QCA resides comfortably in a central position between qualitative and quantitative research (Rihoux, 2003). QCA can see a problem as the result of the interaction of multiple factors, the combination of which is called the configuration. In addition, QCA can use multiple case studies and Boolean algorithms to find the configuration and core factors that can produce a result. At present, QCA has been widely used in various disciplines. QCA has three main advantages. First, QCA is applied to a wide array of case samples (Kraus et al., 2018; Wagemann et al., 2016), and does not require a specified sample sizes compared with regression analysis. Second, fsQCA explicitly allows for equifinal causal conditions of different combinations, which is more in line with the epistemological basis of social science research (Wagemann et al., 2016). Third, the basic principle of QCA comes from set theory, which mainly emphasizes the asymmetric causal relationship between configuration and results, and avoids focusing on net effects and the threat of multicollinearity (Gligor and Bozkurt, 2020). QCA is a new method for analyzing complex causality in configuration problems based on Boolean algebra and set theory. As a new method that combines quantitative and qualitative comparative analysis, QCA provides a new approach for the study of complex causality in management.
3.2 Measures
The first part of the questionnaire has questions about the demographic profile of the responders (e.g. age, gender, education), and the second part has measures of the constructs chosen to be examined. A five-point Likert scale anchored from 1 (completely disagree) to 5 (completely agree) was employed. The respondents were asked to answer questions based on their last megaprojects experiences about project environmental practices. The measurements were initially developed and adapted from previous literature and ultimately revised by a pilot study showing in the supplementary file. The supplementary file presents all constructs along with descriptives and the literature adapted for questionnaire development.
3.3 Data collection
To ensure the validity of the survey data, this study followed standard questionnaire design norms and modified and improved the questionnaire through pre-test, forming the final questionnaire. This research takes the management personnel in megaprojects as the targeted respondent. Following the research of Wang et al. (2018) and Xie et al. (2021), China's megaprojects can be defined as mega infrastructure projects costing over 1 billion RMB. The investigated megaprojects include Humen Bridge; Hong Kong–Zhuhai–Macao Bridge; Nanning Airport terminals, Han Ten High-Speed Rail; Zhumadian International Conference and Exhibition Center; West Changzhutan Circle Inter-City Railway; JinHong Highway; Changjinghuang Railway; West Silver High-Speed Railway; Jiang Xining Wisdom Male High-Speed Highway; Beijing, Qingdao Metro Line 6; South Jade Railway, Long Tunnel Engineering Yong Railway; and Guangzhou Metro Line 11. The investigated megaprojects are distributed in all over China, reflecting the practice of megaprojects in China to a certain extent.

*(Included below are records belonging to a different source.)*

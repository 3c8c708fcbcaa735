use crate::models::PostingRecord;

/// Outcome of stepping the cursor. Boundaries are signals, not errors.
#[derive(Debug, Clone, Copy, PartialEq, Eq)]
pub enum Step<'a> {
    Moved(&'a PostingRecord),
    Exhausted,
    AtStart,
}

impl Step<'_> {
    pub fn notice(&self) -> Option<&'static str> {
        match self {
            Step::Moved(_) => None,
            Step::Exhausted => Some("No more postings."),
            Step::AtStart => Some("This is the first posting."),
        }
    }
}

/// Position within an ordered sequence of postings. Stepping never wraps
/// and never leaves `0..len`.
#[derive(Debug, Clone, Default)]
pub struct Cursor {
    items: Vec<PostingRecord>,
    position: usize,
}

impl Cursor {
    pub fn new(items: Vec<PostingRecord>) -> Self {
        Self { items, position: 0 }
    }

    pub fn items(&self) -> &[PostingRecord] {
        &self.items
    }

    /// `None` when the backing sequence is empty.
    pub fn position(&self) -> Option<usize> {
        (!self.items.is_empty()).then_some(self.position)
    }

    pub fn current(&self) -> Option<&PostingRecord> {
        self.items.get(self.position)
    }

    pub fn next(&mut self) -> Step<'_> {
        if self.position + 1 >= self.items.len() {
            return Step::Exhausted;
        }
        self.position += 1;
        Step::Moved(&self.items[self.position])
    }

    pub fn previous(&mut self) -> Step<'_> {
        if self.position == 0 || self.items.is_empty() {
            return Step::AtStart;
        }
        self.position -= 1;
        Step::Moved(&self.items[self.position])
    }

    /// Swaps in a new backing sequence and rewinds to the start.
    pub fn replace(&mut self, items: Vec<PostingRecord>) {
        self.items = items;
        self.reset();
    }

    pub fn reset(&mut self) {
        self.position = 0;
    }
}

#[cfg(test)]
mod tests {
    use super::*;
    use pretty_assertions::assert_eq;

    fn records(n: usize) -> Vec<PostingRecord> {
        (0..n)
            .map(|i| PostingRecord {
                id: format!("p{i}"),
                title: format!("Posting {i}"),
                company: None,
                location: None,
                link: None,
                summary: None,
            })
            .collect()
    }

    fn moved_id(step: Step<'_>) -> Option<String> {
        match step {
            Step::Moved(r) => Some(r.id.clone()),
            _ => None,
        }
    }

    #[test]
    fn test_next_and_previous() {
        let mut cursor = Cursor::new(records(3));
        assert_eq!(cursor.current().map(|r| r.id.as_str()), Some("p0"));
        assert_eq!(moved_id(cursor.next()), Some("p1".to_string()));
        assert_eq!(moved_id(cursor.next()), Some("p2".to_string()));
        assert_eq!(moved_id(cursor.previous()), Some("p1".to_string()));
        assert_eq!(cursor.position(), Some(1));
    }

    #[test]
    fn test_next_at_last_is_exhausted() {
        let mut cursor = Cursor::new(records(2));
        cursor.next();
        assert_eq!(cursor.position(), Some(1));
        assert_eq!(cursor.next(), Step::Exhausted);
        assert_eq!(cursor.position(), Some(1));
        assert_eq!(cursor.current().map(|r| r.id.as_str()), Some("p1"));
    }

    #[test]
    fn test_previous_at_start() {
        let mut cursor = Cursor::new(records(2));
        assert_eq!(cursor.previous(), Step::AtStart);
        assert_eq!(cursor.position(), Some(0));
    }

    #[test]
    fn test_empty_sequence() {
        let mut cursor = Cursor::new(Vec::new());
        assert_eq!(cursor.current(), None);
        assert_eq!(cursor.position(), None);
        assert_eq!(cursor.next(), Step::Exhausted);
        assert_eq!(cursor.previous(), Step::AtStart);
        assert_eq!(cursor.position(), None);
    }

    #[test]
    fn test_position_stays_in_range() {
        let mut cursor = Cursor::new(records(4));
        let moves = [1, 1, 1, 1, 1, 0, 0, 1, 0, 0, 0, 0, 0, 1, 1, 1, 1, 1, 1];
        for m in moves {
            if m == 1 {
                cursor.next();
            } else {
                cursor.previous();
            }
            let pos = cursor.position().unwrap();
            assert!(pos < 4);
        }
        assert_eq!(cursor.position(), Some(3));
    }

    #[test]
    fn test_reset() {
        let mut cursor = Cursor::new(records(3));
        cursor.next();
        cursor.next();
        cursor.reset();
        assert_eq!(cursor.position(), Some(0));
    }

    #[test]
    fn test_replace_rewinds() {
        let mut cursor = Cursor::new(records(3));
        cursor.next();
        cursor.next();
        cursor.replace(records(1));
        assert_eq!(cursor.position(), Some(0));
        assert_eq!(cursor.next(), Step::Exhausted);
    }

    #[test]
    fn test_notices() {
        assert_eq!(Step::Exhausted.notice(), Some("No more postings."));
        assert_eq!(Step::AtStart.notice(), Some("This is the first posting."));
    }
}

Questionnaire design and data collection took place from June 2020 to November 2020, when China was in a period of strict epidemic prevention and control. Given the impact of the COVID-19 epidemic, this study used an online questionnaire sent to management personnels of the investigated megaprojects. A snowball sampling technique often used in online questionnaires was utilized to maximize the number of qualified respondents (Biernacki and Waldorf, 1981). This method enables researchers to recruit respondents with similar experience or skills and has been widely used in several research fields. A total of 222 questionnaires were collected, and 160 valid questionnaires were obtained through three questionnaire screening procedures, with an effective recovery rate of 72.07%. The three screening processes are as follows. (1) The questionnaires with too short answer time and incomplete questionnaire filling were eliminated. (2) Questionnaires with the same answer rate of more than 80% were excluded. (3) The questionnaire item “Do you understand the performance of environmental responsibility in megaprojects?” was used. In addition, the questions of “not knowing much” and “not knowing at all” were removed. The detailed information of the interviewees is shown in Table 1. Although fsQCA is originally designed for small and medium samples, prior researches indicate that fsQCA is suited to analyse larger empirical data (>150) as well (Chuah et al., 2021; Sánchez-Mena et al., 2019).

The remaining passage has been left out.